*Required action*: Please return every line in the following data that includes the string "Some".

*Records to process*:
//! Canned-response provider for tests and offline use.

use std::sync::atomic::{AtomicUsize, Ordering};
use std::time::Duration;

use parking_lot::Mutex;

use super::types::{AsyncPoiProvider, PoiRecord, PoiSearchRequest, SearchError};
use crate::geo::CoordFrame;

/// A provider that returns a fixed result, optionally after a delay.
///
/// ```
/// use luopan::geo::{CoordFrame, GeoPoint};
/// use luopan::search::{MockPoiProvider, PoiRecord};
///
/// let provider = MockPoiProvider::returning(
///     "fixture",
///     CoordFrame::Wgs84,
///     vec![PoiRecord::new("1", "Cafe", GeoPoint::new(1.0, 2.0), "")],
/// );
/// assert_eq!(provider.call_count(), 0);
/// ```
pub struct MockPoiProvider {
    name: String,
    frame: CoordFrame,
    response: Result<Vec<PoiRecord>, SearchError>,
    delay: Option<Duration>,
    max_radius_meters: Option<f64>,
    calls: AtomicUsize,
    last_request: Mutex<Option<PoiSearchRequest>>,
}

impl MockPoiProvider {
    /// A provider that answers with `records`.
    pub fn returning(name: impl Into<String>, frame: CoordFrame, records: Vec<PoiRecord>) -> Self {
        Self::with_response(name, frame, Ok(records))
    }

    /// A provider that always fails with `error`.
    pub fn failing(name: impl Into<String>, error: SearchError) -> Self {
        Self::with_response(name, CoordFrame::Wgs84, Err(error))
    }

    fn with_response(
        name: impl Into<String>,
        frame: CoordFrame,
        response: Result<Vec<PoiRecord>, SearchError>,
    ) -> Self {
        Self {
            name: name.into(),
            frame,
            response,
            delay: None,
            max_radius_meters: None,
            calls: AtomicUsize::new(0),
            last_request: Mutex::new(None),
        }
    }

    /// Wait `delay` before answering.
    pub fn with_delay(mut self, delay: Duration) -> Self {
        self.delay = Some(delay);
        self
    }

    /// Report a backend radius cap of `meters`.
    pub fn with_max_radius_meters(mut self, meters: f64) -> Self {
        self.max_radius_meters = Some(meters);
        self
    }

    /// Number of searches received.
    pub fn call_count(&self) -> usize {
        self.calls.load(Ordering::SeqCst)
    }

    /// The most recent request received.
    pub fn last_request(&self) -> Option<PoiSearchRequest> {
        self.last_request.lock().clone()
    }
}

impl AsyncPoiProvider for MockPoiProvider {
    async fn search(&self, request: &PoiSearchRequest) -> Result<Vec<PoiRecord>, SearchError> {
        self.calls.fetch_add(1, Ordering::SeqCst);
        *self.last_request.lock() = Some(request.clone());
        if let Some(delay) = self.delay {
            tokio::time::sleep(delay).await;
        }
        self.response.clone()
    }

    fn name(&self) -> &str {
        &self.name
    }

    fn frame(&self) -> CoordFrame {
        self.frame
    }

    fn max_radius_meters(&self) -> Option<f64> {
        self.max_radius_meters
    }
}
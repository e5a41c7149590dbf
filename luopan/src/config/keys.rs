//! Settable configuration keys.

use std::fmt;
use std::path::PathBuf;
use std::str::FromStr;

use tracing_subscriber::EnvFilter;

use super::{
    ConfigError, ConfigFile, DEFAULT_MAX_RADIUS_KM, DEFAULT_MAX_RESULTS, KNOWN_PROVIDERS,
};

/// A configuration key, addressed as `section.key`.
#[derive(Debug, Clone, Copy, PartialEq, Eq, Hash)]
pub enum ConfigKey {
    SurveyBearingOffset,
    SurveyAngleTolerance,
    SearchProviders,
    SearchMaxResults,
    SearchMaxRadiusKm,
    SearchTimeoutSecs,
    SearchAmapKey,
    SearchTiandituKey,
    CameraTimeoutMs,
    LifeCircleHomeKeywords,
    LifeCircleWorkKeywords,
    LifeCircleLeisureKeywords,
    LoggingLevel,
    LoggingDirectory,
}

impl ConfigKey {
    /// Every key, grouped by section in file order.
    pub fn all() -> &'static [ConfigKey] {
        &[
            ConfigKey::SurveyBearingOffset,
            ConfigKey::SurveyAngleTolerance,
            ConfigKey::SearchProviders,
            ConfigKey::SearchMaxResults,
            ConfigKey::SearchMaxRadiusKm,
            ConfigKey::SearchTimeoutSecs,
            ConfigKey::SearchAmapKey,
            ConfigKey::SearchTiandituKey,
            ConfigKey::CameraTimeoutMs,
            ConfigKey::LifeCircleHomeKeywords,
            ConfigKey::LifeCircleWorkKeywords,
            ConfigKey::LifeCircleLeisureKeywords,
            ConfigKey::LoggingLevel,
            ConfigKey::LoggingDirectory,
        ]
    }

    /// INI section name.
    pub fn section(&self) -> &'static str {
        match self {
            ConfigKey::SurveyBearingOffset | ConfigKey::SurveyAngleTolerance => "survey",
            ConfigKey::SearchProviders
            | ConfigKey::SearchMaxResults
            | ConfigKey::SearchMaxRadiusKm
            | ConfigKey::SearchTimeoutSecs
            | ConfigKey::SearchAmapKey
            | ConfigKey::SearchTiandituKey => "search",
            ConfigKey::CameraTimeoutMs => "camera",
            ConfigKey::LifeCircleHomeKeywords
            | ConfigKey::LifeCircleWorkKeywords
            | ConfigKey::LifeCircleLeisureKeywords => "life_circle",
            ConfigKey::LoggingLevel | ConfigKey::LoggingDirectory => "logging",
        }
    }

    /// Key name within its section.
    pub fn key_name(&self) -> &'static str {
        match self {
            ConfigKey::SurveyBearingOffset => "bearing_offset",
            ConfigKey::SurveyAngleTolerance => "angle_tolerance",
            ConfigKey::SearchProviders => "providers",
            ConfigKey::SearchMaxResults => "max_results",
            ConfigKey::SearchMaxRadiusKm => "max_radius_km",
            ConfigKey::SearchTimeoutSecs => "timeout_secs",
            ConfigKey::SearchAmapKey => "amap_key",
            ConfigKey::SearchTiandituKey => "tianditu_key",
            ConfigKey::CameraTimeoutMs => "timeout_ms",
            ConfigKey::LifeCircleHomeKeywords => "home_keywords",
            ConfigKey::LifeCircleWorkKeywords => "work_keywords",
            ConfigKey::LifeCircleLeisureKeywords => "leisure_keywords",
            ConfigKey::LoggingLevel => "level",
            ConfigKey::LoggingDirectory => "directory",
        }
    }

    /// Full `section.key` name.
    pub fn name(&self) -> String {
        format!("{}.{}", self.section(), self.key_name())
    }

    /// Current value as a string; empty when unset.
    pub fn get(&self, config: &ConfigFile) -> String {
        match self {
            ConfigKey::SurveyBearingOffset => config.survey.bearing_offset.to_string(),
            ConfigKey::SurveyAngleTolerance => config.survey.angle_tolerance.to_string(),
            ConfigKey::SearchProviders => config.search.providers.join(","),
            ConfigKey::SearchMaxResults => config.search.max_results.to_string(),
            ConfigKey::SearchMaxRadiusKm => config.search.max_radius_km.to_string(),
            ConfigKey::SearchTimeoutSecs => config.search.timeout_secs.to_string(),
            ConfigKey::SearchAmapKey => config.search.amap_key.clone().unwrap_or_default(),
            ConfigKey::SearchTiandituKey => config.search.tianditu_key.clone().unwrap_or_default(),
            ConfigKey::CameraTimeoutMs => config.camera.timeout_ms.to_string(),
            ConfigKey::LifeCircleHomeKeywords => config.life_circle.home_keywords.join(","),
            ConfigKey::LifeCircleWorkKeywords => config.life_circle.work_keywords.join(","),
            ConfigKey::LifeCircleLeisureKeywords => config.life_circle.leisure_keywords.join(","),
            ConfigKey::LoggingLevel => config.logging.level.clone(),
            ConfigKey::LoggingDirectory => config
                .logging
                .directory
                .as_ref()
                .map(|d| d.display().to_string())
                .unwrap_or_default(),
        }
    }

    /// Parse `value` and store it. The config is untouched on error.
    pub fn set(&self, config: &mut ConfigFile, value: &str) -> Result<(), ConfigError> {
        let value = value.trim();
        match self {
            ConfigKey::SurveyBearingOffset => {
                config.survey.bearing_offset = self.parse_finite(value)?;
            }
            ConfigKey::SurveyAngleTolerance => {
                let tolerance = self.parse_finite(value)?;
                if !(0.0..180.0).contains(&tolerance) {
                    return Err(self.invalid(value, "must be in [0, 180)"));
                }
                config.survey.angle_tolerance = tolerance;
            }
            ConfigKey::SearchProviders => {
                let providers = split_list(value);
                if providers.is_empty() {
                    return Err(self.invalid(value, "at least one provider is required"));
                }
                if let Some(unknown) = providers
                    .iter()
                    .find(|p| !KNOWN_PROVIDERS.contains(&p.as_str()))
                {
                    return Err(self.invalid(
                        value,
                        &format!(
                            "unknown provider '{}' (expected one of: {})",
                            unknown,
                            KNOWN_PROVIDERS.join(", ")
                        ),
                    ));
                }
                config.search.providers = providers;
            }
            ConfigKey::SearchMaxResults => {
                let max: usize = self.parse_number(value)?;
                if !(1..=DEFAULT_MAX_RESULTS).contains(&max) {
                    return Err(self.invalid(
                        value,
                        &format!("must be between 1 and {}", DEFAULT_MAX_RESULTS),
                    ));
                }
                config.search.max_results = max;
            }
            ConfigKey::SearchMaxRadiusKm => {
                let km = self.parse_finite(value)?;
                if km <= 0.0 || km > DEFAULT_MAX_RADIUS_KM {
                    return Err(self.invalid(
                        value,
                        &format!("must be in (0, {}]", DEFAULT_MAX_RADIUS_KM),
                    ));
                }
                config.search.max_radius_km = km;
            }
            ConfigKey::SearchTimeoutSecs => {
                let secs: u64 = self.parse_number(value)?;
                if secs == 0 {
                    return Err(self.invalid(value, "must be at least 1"));
                }
                config.search.timeout_secs = secs;
            }
            ConfigKey::SearchAmapKey => config.search.amap_key = optional(value),
            ConfigKey::SearchTiandituKey => config.search.tianditu_key = optional(value),
            ConfigKey::CameraTimeoutMs => {
                let ms: u64 = self.parse_number(value)?;
                if ms == 0 {
                    return Err(self.invalid(value, "must be at least 1"));
                }
                config.camera.timeout_ms = ms;
            }
            ConfigKey::LifeCircleHomeKeywords => {
                config.life_circle.home_keywords = split_list(value);
            }
            ConfigKey::LifeCircleWorkKeywords => {
                config.life_circle.work_keywords = split_list(value);
            }
            ConfigKey::LifeCircleLeisureKeywords => {
                config.life_circle.leisure_keywords = split_list(value);
            }
            ConfigKey::LoggingLevel => {
                if value.is_empty() {
                    return Err(self.invalid(value, "must not be empty"));
                }
                EnvFilter::try_new(value).map_err(|e| self.invalid(value, &e.to_string()))?;
                config.logging.level = value.to_string();
            }
            ConfigKey::LoggingDirectory => {
                config.logging.directory = optional(value).map(PathBuf::from);
            }
        }
        Ok(())
    }

    fn invalid(&self, value: &str, reason: &str) -> ConfigError {
        ConfigError::InvalidValue {
            key: self.name(),
            value: value.to_string(),
            reason: reason.to_string(),
        }
    }

    fn parse_number<T: FromStr>(&self, value: &str) -> Result<T, ConfigError>
    where
        T::Err: fmt::Display,
    {
        value
            .parse()
            .map_err(|e: T::Err| self.invalid(value, &e.to_string()))
    }

    fn parse_finite(&self, value: &str) -> Result<f64, ConfigError> {
        let number: f64 = self.parse_number(value)?;
        if number.is_finite() {
            Ok(number)
        } else {
            Err(self.invalid(value, "must be a finite number"))
        }
    }
}

impl fmt::Display for ConfigKey {
    fn fmt(&self, f: &mut fmt::Formatter<'_>) -> fmt::Result {
        write!(f, "{}.{}", self.section(), self.key_name())
    }
}

impl FromStr for ConfigKey {
    type Err = ConfigError;

    fn from_str(s: &str) -> Result<Self, Self::Err> {
        let wanted = s.trim().to_ascii_lowercase();
        ConfigKey::all()
            .iter()
            .copied()
            .find(|key| key.name() == wanted)
            .ok_or_else(|| ConfigError::UnknownKey(s.to_string()))
    }
}

fn split_list(value: &str) -> Vec<String> {
    value
        .split([',', '，'])
        .map(str::trim)
        .filter(|item| !item.is_empty())
        .map(str::to_string)
        .collect()
}

fn optional(value: &str) -> Option<String> {
    if value.is_empty() {
        None
    } else {
        Some(value.to_string())
    }
}
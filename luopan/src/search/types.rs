//! Core types for POI search.

use std::future::Future;

use serde::{Deserialize, Serialize};
use thiserror::Error;

use crate::geo::{CoordFrame, GeoPoint, Located};

/// A point of interest returned by a provider.
///
/// Coordinates are in the frame of whoever produced the record; the
/// orchestrator converts them to the caller's frame.
#[derive(Debug, Clone, PartialEq, Serialize, Deserialize)]
pub struct PoiRecord {
    pub id: String,
    pub name: String,
    pub latitude: f64,
    pub longitude: f64,
    pub address: String,
}

impl PoiRecord {
    pub fn new(
        id: impl Into<String>,
        name: impl Into<String>,
        position: GeoPoint,
        address: impl Into<String>,
    ) -> Self {
        Self {
            id: id.into(),
            name: name.into(),
            latitude: position.latitude,
            longitude: position.longitude,
            address: address.into(),
        }
    }

    pub fn point(&self) -> GeoPoint {
        GeoPoint::new(self.latitude, self.longitude)
    }

    /// Copy of this record with its coordinates replaced.
    pub fn with_point(&self, point: GeoPoint) -> Self {
        Self {
            latitude: point.latitude,
            longitude: point.longitude,
            ..self.clone()
        }
    }
}

impl Located for PoiRecord {
    fn position(&self) -> GeoPoint {
        self.point()
    }
}

/// A keyword search around a centre point, as sent to one provider.
#[derive(Debug, Clone, PartialEq)]
pub struct PoiSearchRequest {
    pub keyword: String,
    /// Centre, in the provider's frame.
    pub center: GeoPoint,
    pub radius_meters: f64,
    /// Upper bound on records wanted from the provider.
    pub limit: usize,
}

/// Errors from POI search.
#[derive(Debug, Clone, PartialEq, Error)]
pub enum SearchError {
    /// Network or HTTP-level failure.
    #[error("HTTP error: {0}")]
    Http(String),

    /// The provider answered but the body could not be understood.
    #[error("Invalid response from {provider}: {message}")]
    InvalidResponse { provider: String, message: String },

    /// The provider answered with an application-level error.
    #[error("{provider} returned an error: {message}")]
    Provider { provider: String, message: String },

    #[error("{provider} did not answer within {secs}s")]
    Timeout { provider: String, secs: u64 },

    #[error("{0} requires an API key")]
    MissingApiKey(String),

    #[error("Unknown POI provider '{0}'")]
    UnknownProvider(String),

    #[error("No POI providers configured")]
    NoProviders,

    /// Every provider in the chain failed.
    #[error("All POI providers failed: {0}")]
    AllProvidersFailed(String),

    /// A newer search replaced this one before it finished.
    #[error("Search superseded by a newer request")]
    Superseded,
}

/// A POI search backend.
///
/// Implementations report the coordinate frame they expect request centres
/// in and return records in.
pub trait AsyncPoiProvider: Send + Sync {
    /// Run a keyword search around `request.center`.
    fn search(
        &self,
        request: &PoiSearchRequest,
    ) -> impl Future<Output = Result<Vec<PoiRecord>, SearchError>> + Send;

    /// Short provider name for logs and results.
    fn name(&self) -> &str;

    /// Frame of request centres and returned coordinates.
    fn frame(&self) -> CoordFrame;

    /// Largest radius the backend honours, if it caps requests.
    fn max_radius_meters(&self) -> Option<f64> {
        None
    }
}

*Answer to this task*:
        self.delay = Some(delay);
        self.max_radius_meters = Some(meters);
        *self.last_request.lock() = Some(request.clone());
        if let Some(delay) = self.delay {
                if let Some(unknown) = providers
        Some(value.to_string())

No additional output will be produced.